TASK REQUIREMENTS> Starting with the first line of the data that follows, transcribe every line verbatim until the line containing "static_assertions::assert_impl_all!(TypeDescriptor: Send, Sync);" has been transcribed.

Content starts

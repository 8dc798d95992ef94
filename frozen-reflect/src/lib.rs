#![warn(missing_docs)]
#![warn(clippy::std_instead_of_core)]
#![warn(clippy::std_instead_of_alloc)]
#![forbid(unsafe_code)]
#![doc = include_str!("../README.md")]

mod selection;
pub use selection::*;

mod peek;
pub use peek::*;
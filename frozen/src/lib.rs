#![warn(missing_docs)]
#![warn(clippy::std_instead_of_core)]
#![warn(clippy::std_instead_of_alloc)]
#![forbid(unsafe_code)]
#![doc = include_str!("../README.md")]

pub use frozen_core::*;

#[cfg(feature = "reflect")]
pub use frozen_reflect::*;

#[cfg(feature = "serialize")]
pub use frozen_serialize::*;

static_assertions::assert_impl_all!(Frozen: Send, Sync, Clone);
static_assertions::assert_impl_all!(Value: Send, Sync);
static_assertions::assert_impl_all!(TypeDescriptor: Send, Sync);
static_assertions::assert_impl_all!(Snapshot: Send, Sync);
static_assertions::assert_not_impl_any!(Partial: Clone);
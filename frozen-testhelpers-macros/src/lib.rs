//! `#[test]` for the frozen crates: the test returns `eyre::Result<()>` and
//! runs `frozen_testhelpers::setup()` first.

use unsynn::*;

keyword! {
    KFn = "fn";
}

unsynn! {
    /// `<attrs/qualifiers> fn name <params> { body }`
    struct TestFn {
        qualifiers: Any<Cons<Except<KFn>, TokenTree>>,
        _fn: KFn,
        name: Ident,
        params: Any<Cons<Except<BraceGroup>, TokenTree>>,
        body: BraceGroup,
    }
}

/// Marks a test that may use `?`. Logging and backtraces are set up before
/// the body runs.
#[proc_macro_attribute]
pub fn test(
    _attr: proc_macro::TokenStream,
    item: proc_macro::TokenStream,
) -> proc_macro::TokenStream {
    let item = TokenStream::from(item);
    let Ok(test_fn) = item.to_token_iter().parse::<TestFn>() else {
        return quote::quote! {
            ::core::compile_error!("#[frozen_testhelpers::test] expects a function");
        }
        .into();
    };

    let qualifiers = test_fn.qualifiers.to_token_stream();
    let name = test_fn.name;
    let params = test_fn.params.to_token_stream();
    let body = test_fn.body.0.stream();

    quote::quote! {
        #[::core::prelude::rust_2024::test]
        #qualifiers fn #name #params -> ::frozen_testhelpers::eyre::Result<()> {
            ::frozen_testhelpers::setup();

            #body

            Ok(())
        }
    }
    .into()
}
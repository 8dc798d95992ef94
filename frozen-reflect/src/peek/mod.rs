//! Allows reading from frozen instances and their values

mod value;
pub use value::*;

mod record;
pub use record::*;

mod list_like;
pub use list_like::*;

mod map;
pub use map::*;
use std::collections::HashMap;

use frozen_core::{Catalog, Field, Frozen, FrozenError, TypeDescriptor, Value};
use indexmap::IndexMap;

use crate::{FieldSelection, Peek};

/// Lets you read from a frozen instance
#[derive(Clone, Copy)]
pub struct PeekFrozen<'mem> {
    frozen: &'mem Frozen,
}

impl core::fmt::Debug for PeekFrozen<'_> {
    fn fmt(&self, f: &mut core::fmt::Formatter<'_>) -> core::fmt::Result {
        f.debug_struct("PeekFrozen")
            .field("type", &self.descriptor().name)
            .finish_non_exhaustive()
    }
}

impl<'mem> PeekFrozen<'mem> {
    /// Creates a view over `frozen`
    #[inline]
    pub fn new(frozen: &'mem Frozen) -> Self {
        Self { frozen }
    }

    /// The instance being viewed
    #[inline(always)]
    pub fn frozen(&self) -> &'mem Frozen {
        self.frozen
    }

    /// The exact type
    #[inline(always)]
    pub fn descriptor(&self) -> &'static TypeDescriptor {
        self.frozen.descriptor()
    }

    /// The exact type's catalog
    #[inline(always)]
    pub fn catalog(&self) -> &'static Catalog {
        self.frozen.catalog()
    }

    /// Returns the number of stored fields
    #[inline]
    pub fn field_count(&self) -> usize {
        self.frozen.len()
    }

    /// Returns the stored field at the given index, in catalog order
    pub fn field(&self, index: usize) -> Option<(&'static Field, Peek<'mem>)> {
        self.fields().nth(index)
    }

    /// Gets the value of the field with the given name
    #[inline]
    pub fn field_by_name(&self, name: &str) -> Result<Peek<'mem>, FrozenError> {
        self.frozen.field(name).map(Peek::new)
    }

    /// Iterates over all stored fields in catalog order, providing both the
    /// field and its value
    pub fn fields(&self) -> impl Iterator<Item = (&'static Field, Peek<'mem>)> + 'mem {
        let catalog = self.catalog();
        self.frozen
            .fields()
            .filter_map(move |(name, value)| Some((catalog.field(name)?, Peek::new(value))))
    }

    /// Iterates over the stored fields in `selection`
    pub fn fields_for_serialize(
        &self,
        selection: FieldSelection,
    ) -> impl Iterator<Item = (&'static Field, Peek<'mem>)> + 'mem {
        self.fields().filter(move |(field, _)| selection.includes(field))
    }

    /// Exports the selected fields as a map from field name to value
    pub fn to_dict(&self, selection: FieldSelection) -> HashMap<&'static str, Value> {
        self.fields_for_serialize(selection)
            .map(|(field, peek)| (field.name, peek.value().clone()))
            .collect()
    }

    /// Exports the selected fields in catalog order: root-most ancestor
    /// first, declaration order within a type
    pub fn to_ordered_dict(&self, selection: FieldSelection) -> IndexMap<&'static str, Value> {
        self.fields_for_serialize(selection)
            .map(|(field, peek)| (field.name, peek.value().clone()))
            .collect()
    }
}
use indexmap::IndexMap;

use super::{ConstructFn, Field, FieldFlags, TypeDescriptor};
use crate::FrozenError;

/// The constructor a type actually runs, and the descriptor that declares it.
#[derive(Clone, Copy, Debug)]
pub struct Constructor {
    /// The descriptor that declares this constructor
    pub owner: &'static TypeDescriptor,
    /// The constructor body
    pub func: ConstructFn,
}

/// The resolved view of a [`TypeDescriptor`]: its linearized ancestor chain,
/// its effective defining fields and constructor, and its full field set.
///
/// Name collisions across the chain are resolved by override, never rejected:
/// the declaration nearest to the exact type wins the role and ownership of
/// the name, and the field keeps the slot where it was first declared
/// (root-most ancestor first).
#[derive(Debug)]
pub struct Catalog {
    descriptor: &'static TypeDescriptor,
    chain: Vec<&'static TypeDescriptor>,
    defining: &'static [&'static str],
    constructor: Option<Constructor>,
    fields: IndexMap<&'static str, Field>,
}

impl Catalog {
    pub(crate) fn resolve(descriptor: &'static TypeDescriptor) -> Result<Self, FrozenError> {
        let chain = linearize(descriptor, &mut Vec::new())?;

        let constructor = chain.iter().find_map(|owner| {
            owner.constructor.map(|func| Constructor { owner, func })
        });
        let defining = constructor.map(|c| c.owner.defining).unwrap_or(&[]);

        let mut fields: IndexMap<&'static str, Field> = IndexMap::new();
        for owner in chain.iter().rev().copied() {
            for &name in owner.defining.iter().chain(owner.data) {
                match fields.get_mut(name) {
                    Some(field) => {
                        // last write wins, but the slot stays where it was
                        field.owner = owner;
                        field.flags |= FieldFlags::OVERRIDDEN;
                    }
                    None => {
                        fields.insert(
                            name,
                            Field {
                                name,
                                flags: FieldFlags::EMPTY,
                                owner,
                            },
                        );
                    }
                }
            }
        }

        for field in fields.values_mut() {
            field.flags |= if defining.contains(&field.name) {
                FieldFlags::DEFINING
            } else {
                FieldFlags::DATA
            };
            if !core::ptr::eq(field.owner, descriptor) {
                field.flags |= FieldFlags::INHERITED;
            }
        }

        trace!(
            "Resolved {} with chain [{}] and {} field(s)",
            descriptor.name,
            chain.iter().map(|d| d.name).collect::<Vec<_>>().join(", "),
            fields.len()
        );

        Ok(Self {
            descriptor,
            chain,
            defining,
            constructor,
            fields,
        })
    }

    /// The exact type this catalog describes
    #[inline]
    pub fn descriptor(&self) -> &'static TypeDescriptor {
        self.descriptor
    }

    /// The linearized chain: the type itself first, then its ancestors,
    /// nearest first
    pub fn chain(&self) -> impl Iterator<Item = &'static TypeDescriptor> + '_ {
        self.chain.iter().copied()
    }

    /// The ancestors only, nearest first
    pub fn ancestors(&self) -> impl Iterator<Item = &'static TypeDescriptor> + '_ {
        self.chain.iter().skip(1).copied()
    }

    /// Position of `descriptor` in the chain, if it is the type or an ancestor
    pub fn position(&self, descriptor: &'static TypeDescriptor) -> Option<usize> {
        self.chain.iter().position(|d| core::ptr::eq(*d, descriptor))
    }

    /// The effective defining fields: the type's own constructor parameters,
    /// or those of the nearest ancestor with a constructor
    #[inline]
    pub fn defining(&self) -> &'static [&'static str] {
        self.defining
    }

    /// The effective constructor, if any type in the chain declares one
    #[inline]
    pub fn constructor(&self) -> Option<Constructor> {
        self.constructor
    }

    /// The constructor that runs after `descriptor`'s position in the chain,
    /// and its position. Used for "call my parent" delegation.
    pub(crate) fn constructor_after(&self, position: usize) -> Option<(usize, Constructor)> {
        self.chain
            .iter()
            .enumerate()
            .skip(position + 1)
            .find_map(|(index, owner)| {
                owner
                    .constructor
                    .map(|func| (index, Constructor { owner, func }))
            })
    }

    /// All fields, in catalog order
    pub fn fields(&self) -> impl Iterator<Item = &Field> + '_ {
        self.fields.values()
    }

    /// Number of fields in the full field set
    #[inline]
    pub fn len(&self) -> usize {
        self.fields.len()
    }

    /// Returns true if the full field set is empty
    #[inline]
    pub fn is_empty(&self) -> bool {
        self.fields.is_empty()
    }

    /// Looks up a field by name
    pub fn field(&self, name: &str) -> Option<&Field> {
        self.fields.get(name)
    }

    /// Slot of a field in catalog order
    pub fn index_of(&self, name: &str) -> Option<usize> {
        self.fields.get_index_of(name)
    }

    /// Returns true if `name` is in the full field set
    pub fn contains(&self, name: &str) -> bool {
        self.fields.contains_key(name)
    }

    /// Returns true if `name` is an effective defining field
    pub fn is_defining(&self, name: &str) -> bool {
        self.defining.contains(&name)
    }

    /// Returns the catalog's own `'static` spelling of `name`
    pub(crate) fn intern(&self, name: &str) -> Option<&'static str> {
        self.fields.get(name).map(|field| field.name)
    }
}

/// C3 linearization of `descriptor` and its parents. `visiting` holds the
/// descriptors currently being linearized, to reject cyclic declarations.
fn linearize(
    descriptor: &'static TypeDescriptor,
    visiting: &mut Vec<&'static TypeDescriptor>,
) -> Result<Vec<&'static TypeDescriptor>, FrozenError> {
    if visiting.iter().any(|d| core::ptr::eq(*d, descriptor)) {
        return Err(FrozenError::InconsistentHierarchy {
            type_name: descriptor.name,
        });
    }
    visiting.push(descriptor);

    let mut sequences = Vec::with_capacity(descriptor.parents.len() + 1);
    for parent in descriptor.parents {
        sequences.push(linearize(parent, visiting)?);
    }
    sequences.push(descriptor.parents.to_vec());
    visiting.pop();

    let mut out = vec![descriptor];
    loop {
        sequences.retain(|seq| !seq.is_empty());
        if sequences.is_empty() {
            return Ok(out);
        }

        // a good head appears in no sequence's tail
        let head = sequences.iter().map(|seq| seq[0]).find(|candidate| {
            !sequences
                .iter()
                .any(|seq| seq[1..].iter().any(|d| core::ptr::eq(*d, *candidate)))
        });
        let Some(head) = head else {
            return Err(FrozenError::InconsistentHierarchy {
                type_name: descriptor.name,
            });
        };

        out.push(head);
        for seq in &mut sequences {
            if core::ptr::eq(seq[0], head) {
                seq.remove(0);
            }
        }
    }
}

#[cfg(test)]
mod tests {
    use crate::{Args, FieldFlags, FrozenError, Partial, TypeDescriptor};

    fn noop(_this: &mut Partial, _args: &Args) -> Result<(), FrozenError> {
        Ok(())
    }

    static BASE: TypeDescriptor = TypeDescriptor::builder("Base")
        .defining(&["id"])
        .data(&["label", "shared"])
        .constructor(noop)
        .build();

    static BASE_ONLY: [&TypeDescriptor; 1] = [&BASE];
    static LEFT: TypeDescriptor = TypeDescriptor::builder("Left")
        .parents(&BASE_ONLY)
        .data(&["left"])
        .build();

    static RIGHT: TypeDescriptor = TypeDescriptor::builder("Right")
        .parents(&BASE_ONLY)
        .defining(&["id", "shared"])
        .constructor(noop)
        .build();

    static DIAMOND_PARENTS: [&TypeDescriptor; 2] = [&LEFT, &RIGHT];
    static DIAMOND: TypeDescriptor = TypeDescriptor::builder("Diamond")
        .parents(&DIAMOND_PARENTS)
        .data(&["label"])
        .build();

    static BAD_PARENTS: [&TypeDescriptor; 2] = [&BASE, &LEFT];
    static BAD: TypeDescriptor = TypeDescriptor::builder("Bad")
        .parents(&BAD_PARENTS)
        .build();

    static PING_PARENTS: [&TypeDescriptor; 1] = [&PONG];
    static PING: TypeDescriptor = TypeDescriptor::builder("Ping")
        .parents(&PING_PARENTS)
        .build();

    static PONG_PARENTS: [&TypeDescriptor; 1] = [&PING];
    static PONG: TypeDescriptor = TypeDescriptor::builder("Pong")
        .parents(&PONG_PARENTS)
        .build();

    fn names(it: impl Iterator<Item = &'static TypeDescriptor>) -> Vec<&'static str> {
        it.map(|d| d.name).collect()
    }

    #[test]
    fn c3_chain_for_diamond() {
        let catalog = DIAMOND.catalog().unwrap();
        assert_eq!(
            names(catalog.chain()),
            ["Diamond", "Left", "Right", "Base"]
        );
        assert_eq!(names(catalog.ancestors()), ["Left", "Right", "Base"]);
    }

    #[test]
    fn inherits_nearest_constructor_and_defining_fields() {
        let left = LEFT.catalog().unwrap();
        assert_eq!(left.defining(), ["id"]);
        assert!(core::ptr::eq(left.constructor().unwrap().owner, &BASE));

        // Left has no constructor, so Right's is the nearest one
        let diamond = DIAMOND.catalog().unwrap();
        assert_eq!(diamond.defining(), ["id", "shared"]);
        assert!(core::ptr::eq(diamond.constructor().unwrap().owner, &RIGHT));
    }

    #[test]
    fn overrides_keep_first_slot() {
        let catalog = DIAMOND.catalog().unwrap();
        let order: Vec<_> = catalog.fields().map(|f| f.name).collect();
        assert_eq!(order, ["id", "label", "shared", "left"]);

        let label = catalog.field("label").unwrap();
        assert!(core::ptr::eq(label.owner, &DIAMOND));
        assert!(label.is_overridden());
        assert!(label.is_data());
        assert!(!label.is_inherited());

        // declared data on Base, promoted to defining by Right's constructor
        let shared = catalog.field("shared").unwrap();
        assert!(shared.is_defining());
        assert!(shared.is_inherited());
        assert_eq!(
            shared.flags,
            FieldFlags::DEFINING | FieldFlags::INHERITED | FieldFlags::OVERRIDDEN
        );
    }

    #[test]
    fn inconsistent_order_is_rejected() {
        let err = BAD.catalog().unwrap_err();
        assert!(matches!(
            err,
            FrozenError::InconsistentHierarchy { type_name: "Bad" }
        ));
        // the failure is cached, not recomputed into a different answer
        assert!(BAD.catalog().is_err());
    }

    #[test]
    fn cyclic_parents_are_rejected() {
        assert!(matches!(
            PING.catalog().unwrap_err(),
            FrozenError::InconsistentHierarchy { type_name: "Ping" }
        ));
        assert!(matches!(
            PONG.catalog().unwrap_err(),
            FrozenError::InconsistentHierarchy { type_name: "Pong" }
        ));
    }
}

Content ends

COMPLETED EXERCISE>
repository 8dc798d95992ef94
filename frozen-reflect/src/lib.rs
#![warn(missing_docs)]
#![warn(clippy::std_instead_of_core)]
#![warn(clippy::std_instead_of_alloc)]
#![forbid(unsafe_code)]
#![doc = include_str!("../README.md")]

mod selection;
pub use selection::*;

mod peek;
pub use peek::*;
filename frozen/src/lib.rs
#![warn(missing_docs)]
#![warn(clippy::std_instead_of_core)]
#![warn(clippy::std_instead_of_alloc)]
#![forbid(unsafe_code)]
#![doc = include_str!("../README.md")]

pub use frozen_core::*;

#[cfg(feature = "reflect")]
pub use frozen_reflect::*;

#[cfg(feature = "serialize")]
pub use frozen_serialize::*;

static_assertions::assert_impl_all!(Frozen: Send, Sync, Clone);
static_assertions::assert_impl_all!(Value: Send, Sync);
static_assertions::assert_impl_all!(TypeDescriptor: Send, Sync);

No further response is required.